Customers bought Coriant's equipment for a reason. Once upgraded with Infinera’s PICs, these will be new products that have to undergo extensive lab testing and full evaluations.
Perrin questions how moving customers off legacy platforms to the new will not result in the service providers triggering a new request-for-proposal (RFP). “If a company is going to put that integrated product into their network, it’s a full-blown RFP process which Infinera may or may not win,” says Perrin. “Infinera talked a lot about the benefits of vertical integration but they didn’t really address the challenges and the specific steps they would take to make that work.”
LightCounting’s Kozlov also questions how this will work.
“The story about vertical integration and scaling up PIC production is compelling, but how will they support Coriant products with the PIC?” he says. “Will they start making pluggable modules internally? Will Coriant’s customers be willing to move away from the pluggables and get locked into Infinera’s PICs? Do they know something that we don’t?”

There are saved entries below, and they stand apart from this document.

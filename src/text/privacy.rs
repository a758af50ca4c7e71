use std::sync::atomic::{AtomicBool, Ordering};

/// Decides whether address text may appear in logs.
///
/// Read once per sensitive formatting call.
pub trait PrivacyPolicy {
	/// True when addresses must be replaced by a placeholder.
	fn redact_addresses(&self) -> bool;
}

/// Logging configuration.
#[derive(Debug, Clone, Copy)]
pub struct LogConfig {
	/// Show IP addresses in sensitive log text.
	pub log_ip: bool,
}

impl Default for LogConfig {
	fn default() -> Self {
		Self {
			log_ip: true,
		}
	}
}

impl LogConfig {
	pub fn new() -> Self {
		Self::default()
	}

	pub fn log_ip(mut self, enable: bool) -> Self {
		self.log_ip = enable;
		self
	}

	/// Hide every address behind `<ip-address>`.
	pub fn redacted(mut self) -> Self {
		self.log_ip = false;
		self
	}
}

impl PrivacyPolicy for LogConfig {
	fn redact_addresses(&self) -> bool {
		!self.log_ip
	}
}

/// Process-wide `log_ip` switch.
///
/// Meant for a `static`; reads and writes are single atomic word accesses,
/// so any thread may format while another flips it.
#[derive(Debug)]
pub struct LogIpSwitch(AtomicBool);

impl LogIpSwitch {
	pub const fn new(log_ip: bool) -> Self {
		Self(AtomicBool::new(log_ip))
	}

	pub fn set(&self, log_ip: bool) {
		self.0.store(log_ip, Ordering::Relaxed);
	}

	pub fn get(&self) -> bool {
		self.0.load(Ordering::Relaxed)
	}
}

impl Default for LogIpSwitch {
	fn default() -> Self {
		Self::new(LogConfig::default().log_ip)
	}
}

impl PrivacyPolicy for LogIpSwitch {
	fn redact_addresses(&self) -> bool {
		!self.get()
	}
}

impl<P: PrivacyPolicy + ?Sized> PrivacyPolicy for &P {
	fn redact_addresses(&self) -> bool {
		(**self).redact_addresses()
	}
}

#[cfg(test)]
mod tests {
	use super::*;

	#[test]
	fn config_defaults_to_logging_addresses() {
		assert!(!LogConfig::new().redact_addresses());
		assert!(LogConfig::new().redacted().redact_addresses());
		assert!(LogConfig::new().log_ip(false).redact_addresses());
	}

	#[test]
	fn switch_is_shared() {
		static SWITCH: LogIpSwitch = LogIpSwitch::new(true);
		assert!(!SWITCH.redact_addresses());

		std::thread::spawn(|| SWITCH.set(false)).join().unwrap();
		assert!(SWITCH.redact_addresses());
		assert!((&SWITCH).redact_addresses());
	}
}
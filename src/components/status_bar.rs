use ratatui::layout::Rect;
use ratatui::style::Style;

use crate::ui::{UiFrame, safe_set_string, truncate_to_width};

/// One-line bar with left-aligned message and right-aligned key hints.
pub struct StatusBar {
    left: String,
    right: String,
    style: Style,
    left_style: Option<Style>,
}

impl StatusBar {
    pub fn new() -> Self {
        Self {
            left: String::new(),
            right: String::new(),
            style: Style::default(),
            left_style: None,
        }
    }

    pub fn set_left<T: Into<String>>(&mut self, value: T) {
        self.left = value.into();
        self.left_style = None;
    }

    /// Set the left message with its own style (e.g. an error color).
    pub fn set_left_styled<T: Into<String>>(&mut self, value: T, style: Style) {
        self.left = value.into();
        self.left_style = Some(style);
    }

    pub fn left(&self) -> &str {
        &self.left
    }

    pub fn set_right<T: Into<String>>(&mut self, value: T) {
        self.right = value.into();
    }

    pub fn set_style(&mut self, style: Style) {
        self.style = style;
    }
}

impl Default for StatusBar {
    fn default() -> Self {
        Self::new()
    }
}

impl super::Component for StatusBar {
    fn render(&mut self, frame: &mut UiFrame<'_>, area: Rect, _focused: bool) {
        if area.height == 0 || area.width == 0 {
            return;
        }
        let y = area.y;
        let x = area.x;
        let width = area.width as usize;
        let buffer = frame.buffer_mut();
        let bounds = area.intersection(buffer.area);
        if bounds.width == 0 || bounds.height == 0 {
            return;
        }

        let blank = " ".repeat(width);
        safe_set_string(buffer, bounds, x, y, &blank, self.style);

        let left = truncate_to_width(&self.left, width);
        let left_style = self.left_style.map_or(self.style, |s| self.style.patch(s));
        safe_set_string(buffer, bounds, x, y, &left, left_style);

        if !self.right.is_empty() {
            let right = truncate_to_width(&self.right, width);
            let right_width = right.chars().count();
            let left_width = left.chars().count();
            if right_width + left_width < width {
                let start_x = x.saturating_add((width - right_width) as u16);
                safe_set_string(buffer, bounds, start_x, y, &right, self.style);
            }
        }
    }
}

#[cfg(test)]
mod tests {
    use super::*;
    use crate::components::Component;
    use ratatui::buffer::Buffer;

    fn rendered(bar: &mut StatusBar, width: u16) -> String {
        let area = Rect::new(0, 0, width, 1);
        let mut buf = Buffer::empty(area);
        let mut frame = UiFrame::from_parts(area, &mut buf);
        bar.render(&mut frame, area, false);
        (0..width).map(|x| buf[(x, 0)].symbol().to_string()).collect()
    }

    #[test]
    fn left_and_right_are_placed_at_edges() {
        let mut s = StatusBar::new();
        s.set_left("ok");
        s.set_right("q quit");
        assert_eq!(rendered(&mut s, 12), "ok    q quit");
    }

    #[test]
    fn right_is_dropped_when_it_would_overlap() {
        let mut s = StatusBar::default();
        s.set_left("element not found: nope");
        s.set_right("q quit");
        assert_eq!(rendered(&mut s, 10), "element no");
    }
}
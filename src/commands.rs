//! One-shot commands run without the interactive UI.

use std::io::{self, Write};

use crate::clipboard::Clipboard;
use crate::copier::{ClipboardCopier, CopyError, CopyOutcome, Page};
use crate::document::Document;
use crate::notify::{Notifier, NotifyMode};
use crate::ui::preview_line;

const PREVIEW_WIDTH: usize = 60;

/// Write one `id<TAB>kind<TAB>preview` line per element, in document order.
pub fn list_elements<W: Write>(document: &Document, out: &mut W) -> io::Result<()> {
    for (_, element) in document.elements() {
        writeln!(
            out,
            "{}\t{}\t{}",
            element.id(),
            element.kind().label(),
            preview_line(&element.text_content(), PREVIEW_WIDTH)
        )?;
    }
    out.flush()
}

#[derive(Debug, Clone, PartialEq, Eq)]
pub enum CopyStatus {
    Copied,
    Rejected(String),
    NotFound(String),
}

impl CopyStatus {
    /// Process exit code. A rejected copy only fails the process when the
    /// notice mode reports real outcomes.
    pub fn exit_code(&self, mode: NotifyMode) -> u8 {
        match (self, mode) {
            (CopyStatus::Copied, _) => 0,
            (CopyStatus::Rejected(_), NotifyMode::Always) => 0,
            (CopyStatus::Rejected(_), NotifyMode::Outcome) => 1,
            (CopyStatus::NotFound(_), _) => 2,
        }
    }
}

/// Copy a single element and report how it went.
pub fn copy_once<C, N>(
    document: Document,
    element_id: &str,
    clipboard: C,
    notifier: N,
    mode: NotifyMode,
) -> CopyStatus
where
    C: Clipboard,
    N: Notifier,
{
    let mut page = Page::new(document);
    let mut copier = ClipboardCopier::new(clipboard, notifier).with_mode(mode);
    match copier.copy_element_to_clipboard(&mut page, element_id) {
        Ok(CopyOutcome::Copied { .. }) => CopyStatus::Copied,
        Ok(CopyOutcome::Rejected { reason }) => CopyStatus::Rejected(reason),
        Err(CopyError::ElementNotFound(id)) => CopyStatus::NotFound(id),
    }
}

#[cfg(test)]
mod tests {
    use super::*;
    use crate::clipboard::MemoryClipboard;
    use crate::notify::StderrNotifier;

    #[test]
    fn list_prints_tab_separated_rows() {
        let doc = Document::from_markdown("# Setup\n\nRun   the\ninstaller.\n");
        let mut out = Vec::new();
        list_elements(&doc, &mut out).unwrap();
        let text = String::from_utf8(out).unwrap();
        let lines: Vec<&str> = text.lines().collect();
        assert_eq!(lines[0], "setup\tsection\tSetup Run the installer.");
        assert_eq!(lines[1], "setup-title\theading\tSetup");
        assert_eq!(lines[2], "p-1\tparagraph\tRun the installer.");
    }

    #[test]
    fn copy_once_reports_status_and_notice() {
        let clipboard = MemoryClipboard::new();
        let mut out = Vec::new();
        let status = copy_once(
            Document::from_markdown("```#cmd\nmake\n```\n"),
            "cmd",
            clipboard.clone(),
            StderrNotifier::with_writer(&mut out),
            NotifyMode::Always,
        );
        assert_eq!(status, CopyStatus::Copied);
        assert_eq!(status.exit_code(NotifyMode::Always), 0);
        assert_eq!(clipboard.contents().as_deref(), Some("make"));
        assert_eq!(
            String::from_utf8(out).unwrap(),
            "The text is successfully copied !\n"
        );
    }

    #[test]
    fn exit_codes() {
        assert_eq!(CopyStatus::NotFound("x".into()).exit_code(NotifyMode::Always), 2);
        let rejected = CopyStatus::Rejected("denied".into());
        assert_eq!(rejected.exit_code(NotifyMode::Always), 0);
        assert_eq!(rejected.exit_code(NotifyMode::Outcome), 1);
    }
}
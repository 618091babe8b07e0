//! Completion notices and the sinks that show them.

use std::fmt;
use std::io::{self, Write};
use std::str::FromStr;
use std::sync::{Arc, Mutex};

/// Message shown after a copy when the real outcome is not reported.
pub const SUCCESS_MESSAGE: &str = "The text is successfully copied !";

#[derive(Debug, Clone, Copy, PartialEq, Eq)]
pub enum NoticeKind {
    Success,
    Failure,
}

#[derive(Debug, Clone, PartialEq, Eq)]
pub struct Notice {
    pub kind: NoticeKind,
    pub element_id: String,
    pub message: String,
}

impl Notice {
    pub fn success(element_id: impl Into<String>) -> Self {
        Self {
            kind: NoticeKind::Success,
            element_id: element_id.into(),
            message: SUCCESS_MESSAGE.to_string(),
        }
    }

    pub fn failure(element_id: impl Into<String>, reason: &str) -> Self {
        Self {
            kind: NoticeKind::Failure,
            element_id: element_id.into(),
            message: format!("Copy failed: {reason}"),
        }
    }

    pub fn is_success(&self) -> bool {
        self.kind == NoticeKind::Success
    }
}

impl fmt::Display for Notice {
    fn fmt(&self, f: &mut fmt::Formatter<'_>) -> fmt::Result {
        write!(f, "{}", self.message)
    }
}

/// How the notice after a copy relates to the clipboard result.
#[derive(Debug, Clone, Copy, Default, PartialEq, Eq)]
pub enum NotifyMode {
    /// Always announce success, whatever the clipboard did.
    #[default]
    Always,
    /// Announce success or failure according to the clipboard result.
    Outcome,
}

impl FromStr for NotifyMode {
    type Err = String;

    fn from_str(s: &str) -> Result<Self, Self::Err> {
        match s.to_ascii_lowercase().as_str() {
            "always" => Ok(NotifyMode::Always),
            "outcome" => Ok(NotifyMode::Outcome),
            other => Err(format!("unknown notify mode '{other}' (expected always|outcome)")),
        }
    }
}

pub trait Notifier {
    fn notify(&mut self, notice: &Notice);
}

impl<T: Notifier + ?Sized> Notifier for &mut T {
    fn notify(&mut self, notice: &Notice) {
        (**self).notify(notice)
    }
}

impl<T: Notifier + ?Sized> Notifier for Box<T> {
    fn notify(&mut self, notice: &Notice) {
        (**self).notify(notice)
    }
}

/// Writes each notice as one line.
#[derive(Debug)]
pub struct StderrNotifier<W: Write = io::Stderr> {
    out: W,
}

impl StderrNotifier {
    pub fn new() -> Self {
        Self { out: io::stderr() }
    }
}

impl Default for StderrNotifier {
    fn default() -> Self {
        Self::new()
    }
}

impl<W: Write> StderrNotifier<W> {
    pub fn with_writer(out: W) -> Self {
        Self { out }
    }

    pub fn into_inner(self) -> W {
        self.out
    }
}

impl<W: Write> Notifier for StderrNotifier<W> {
    fn notify(&mut self, notice: &Notice) {
        let _ = writeln!(self.out, "{notice}");
        let _ = self.out.flush();
    }
}

/// Collects notices for later display. Clones share the same queue.
#[derive(Debug, Clone, Default)]
pub struct RecordingNotifier {
    notices: Arc<Mutex<Vec<Notice>>>,
}

impl RecordingNotifier {
    pub fn new() -> Self {
        Self::default()
    }

    /// Snapshot of every notice recorded so far.
    pub fn notices(&self) -> Vec<Notice> {
        self.notices
            .lock()
            .map(|n| n.clone())
            .unwrap_or_default()
    }

    /// Remove and return recorded notices, oldest first.
    pub fn take(&self) -> Vec<Notice> {
        self.notices
            .lock()
            .map(|mut n| std::mem::take(&mut *n))
            .unwrap_or_default()
    }
}

impl Notifier for RecordingNotifier {
    fn notify(&mut self, notice: &Notice) {
        if let Ok(mut notices) = self.notices.lock() {
            notices.push(notice.clone());
        }
    }
}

While Infinera is a top five optical platform supplier globally it hasn’t dominated the market with its PIC technologies, says Perrin. “Even if they technically pull off the vertical integration with the Coriant products, how much is that going to win business for them?” he says. “It is one architecture in a mix that has largely gone to pluggables.”
Transmode
Infinera already has experience acquiring a systems vendor when it bought in 2015 metro-access player, Transmode. Strategically, this was a very solid acquisition, says Perrin, but the jury is still out as to its success.
“The integration, making it work, how Transmode has performed within Infinera hasn’t gone as well as they wanted,” says Perrin. “That said, there are some good opportunities going forward for the Transmode group.”
Infinera also had planned to integrate its PIC technology within Transmode’s products but it didn't make economic sense for the metro market. There may also have been pushback from customers that liked the Transmode products, says Perrin: “With Coriant it looks like they really are going to force the vertical integration.”
Infinera acknowledges the challenges ahead and the importance of overcoming them if it is to secure its future.
“Given the comparable sizes of each company’s revenues and workforce, we recognise that integration will be challenging and is vital for our ultimate success,” said Fallon.